A Enigma Labs tem construí um site oferecendo a qualquer pessoa — investigadores, jornalistas, membros curiosos do público — a oportunidade de pesquisar e explorar estes ficheiros à medida que vão surgindo, em vez de procurar através de um portal governamental.
“Também estamos coletando relatórios de avistamentos públicos e proporcionando às pessoas uma comunidade para discutir e analisar o que está sendo divulgado”, acrescentou Rojas. “O objetivo é tornar este processo o mais aberto e acessível possível, porque a transparência só funciona se as pessoas puderem realmente encontrar e utilizar a informação.”
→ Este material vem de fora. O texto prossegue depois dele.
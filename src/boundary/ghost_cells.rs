//! Single-process ghost-cell filling.

use crate::error::{ConfigError, SolverError};
use crate::solver::Field;

use super::{BoundaryKind, FieldProvider};

/// Per-side boundary conditions for a 1D grid.
///
/// At a wall the ghost cells mirror the interior and the component
/// `wall_momentum` (if set) changes sign. For shallow water (h, hu) and
/// acoustics (p, u) that is component 1.
#[derive(Clone, Copy, Debug, PartialEq)]
pub struct GhostCells {
    lower: BoundaryKind,
    upper: BoundaryKind,
    wall_momentum: Option<usize>,
}

impl GhostCells {
    /// Create boundary conditions, checking that periodicity is two-sided.
    pub fn new(lower: BoundaryKind, upper: BoundaryKind) -> Result<Self, ConfigError> {
        if (lower == BoundaryKind::Periodic) != (upper == BoundaryKind::Periodic) {
            return Err(ConfigError::PeriodicMismatch);
        }
        Ok(Self {
            lower,
            upper,
            wall_momentum: None,
        })
    }

    /// Periodic on both sides.
    pub fn periodic() -> Self {
        Self {
            lower: BoundaryKind::Periodic,
            upper: BoundaryKind::Periodic,
            wall_momentum: None,
        }
    }

    /// Zero-order extrapolation on both sides.
    pub fn extrapolate() -> Self {
        Self {
            lower: BoundaryKind::Extrapolate,
            upper: BoundaryKind::Extrapolate,
            wall_momentum: None,
        }
    }

    /// Walls on both sides, negating component `momentum`.
    pub fn walls(momentum: usize) -> Self {
        Self {
            lower: BoundaryKind::Wall,
            upper: BoundaryKind::Wall,
            wall_momentum: Some(momentum),
        }
    }

    /// Condition at x_lower.
    pub fn lower(&self) -> BoundaryKind {
        self.lower
    }

    /// Condition at x_upper.
    pub fn upper(&self) -> BoundaryKind {
        self.upper
    }

    /// Component negated in wall ghost cells.
    pub fn wall_momentum(&self) -> Option<usize> {
        self.wall_momentum
    }

    /// Set the component negated at walls.
    pub fn with_wall_momentum(mut self, momentum: usize) -> Self {
        self.wall_momentum = Some(momentum);
        self
    }

    fn fill(
        &self,
        q: &Field,
        dimension: usize,
        num_ghost: usize,
        negate: Option<usize>,
    ) -> Result<Field, SolverError> {
        if dimension != 0 {
            return Err(ConfigError::InvalidDimension(dimension).into());
        }
        if let Some(m) = negate
            && m >= q.n_eqn
        {
            return Err(SolverError::dimension_mismatch(
                format!("wall momentum component < {}", q.n_eqn),
                format!("component {m}"),
            ));
        }

        let n = q.n_cells;
        let needs_interior = [self.lower, self.upper]
            .iter()
            .any(|&kind| kind != BoundaryKind::Extrapolate);
        if n == 0 || (needs_interior && n < num_ghost) {
            return Err(SolverError::GridTooSmall {
                cells: n,
                num_ghost,
            });
        }

        let mut out = Field::new(n + 2 * num_ghost, q.n_eqn);
        out.data[num_ghost * q.n_eqn..(num_ghost + n) * q.n_eqn].copy_from_slice(&q.data);

        // k counts outward from the boundary: ghost k sits k + 1 cells outside
        for k in 0..num_ghost {
            let (source, flip) = match self.lower {
                BoundaryKind::Extrapolate => (0, false),
                BoundaryKind::Periodic => (n - 1 - k, false),
                BoundaryKind::Wall => (k, true),
            };
            let ghost = num_ghost - 1 - k;
            out.cell_mut(ghost).copy_from_slice(q.cell(source));
            if flip && let Some(m) = negate {
                let cell = out.cell_mut(ghost);
                cell[m] = -cell[m];
            }

            let (source, flip) = match self.upper {
                BoundaryKind::Extrapolate => (n - 1, false),
                BoundaryKind::Periodic => (k, false),
                BoundaryKind::Wall => (n - 1 - k, true),
            };
            let ghost = num_ghost + n + k;
            out.cell_mut(ghost).copy_from_slice(q.cell(source));
            if flip && let Some(m) = negate {
                let cell = out.cell_mut(ghost);
                cell[m] = -cell[m];
            }
        }

        Ok(out)
    }
}

impl FieldProvider for GhostCells {
    fn ghost_filled(
        &self,
        q: &Field,
        dimension: usize,
        num_ghost: usize,
    ) -> Result<Field, SolverError> {
        self.fill(q, dimension, num_ghost, self.wall_momentum)
    }

    fn ghost_filled_aux(
        &self,
        aux: &Field,
        dimension: usize,
        num_ghost: usize,
    ) -> Result<Field, SolverError> {
        self.fill(aux, dimension, num_ghost, None)
    }
}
Pela primeira vez na história, a Casa Branca e uma série de agências governamentais “reconheceram que existe um fenómeno real e inexplicável que ocorre numa base global e que exige atenção”, disse Michael Gold, presidente da Redwire Space, uma empresa espacial e de defesa focada em tecnologias avançadas.
Gold tem experiência em mergulhar nas estranhas estranhezas dos céus. Ele serviu na equipe de estudo independente de UAP da NASA que funcionou de 2022 a 2023. Ele disse que está particularmente grato que o DoD (que a administração Trump rebatizou não oficialmente de Departamento de Guerra) e a NASA reconheceram que o objeto no Apolo 17 as imagens eram reais e desconhecidas.
“As palavras mais poderosas na ciência são ‘não sei’, e agradeço que a NASA e o Departamento de Guerra sejam modestos o suficiente para reconhecer quando não existe atualmente uma boa explicação”, disse Gold. “Reconhecer as anomalias é o primeiro passo para a descoberta e é a forma como o progresso científico é feito.”
Gold enfatizou que é importante reconhecer a natureza sem precedentes do tratamento dado pela Casa Branca aos OVNIs. “Gostaria de comparar a divulgação da Casa Branca a ações semelhantes de administrações anteriores, mas não posso, uma vez que não há nenhuma”, disse ele.
A administração Trump e as agências envolvidas, disse Gold, “deveriam ser aplaudidas por apoiar a transparência, apesar do que tenho certeza serem desafios incríveis e históricos não apenas para divulgar informações, mas até mesmo para tratar a questão dos OVNIs com a seriedade que ela merece”.
Em seu depoimento de 2024 perante o Congresso, Gold pediu à NASA para conduzir uma revisão de seus arquivos para UAP.
“Outra recomendação que fiz ao Congresso e apoiada pela Equipe de Estudo Independente de UAP da NASA foi que o UAP fosse adicionado ao Sistema de Relatórios de Segurança de Aviação (ASRS) da NASA”, disse Gold.
ASRS fornece à Administração Federal de Aviação dos EUA dados confidenciais relativos a anomalias de segurança. A ASRS forneceu ao governo federal centenas de milhares de relatórios confidenciais e tem operado com sucesso há anos, disse Gold.
Se os OVNIs fossem adicionados às anomalias coletadas pelo ASRS, disse Gold, cada piloto comercial, membro da tripulação e até mesmo passageiros poderiam atuar como sensores para os OVNIs, fornecendo um tesouro de dados.
“Espero que mais arquivos sejam divulgados em breve e mostrem um comportamento ainda mais definitivamente anômalo”, concluiu Gold. “Espero que estejamos no início, e não no fim, de um momento muito importante na história da ciência.”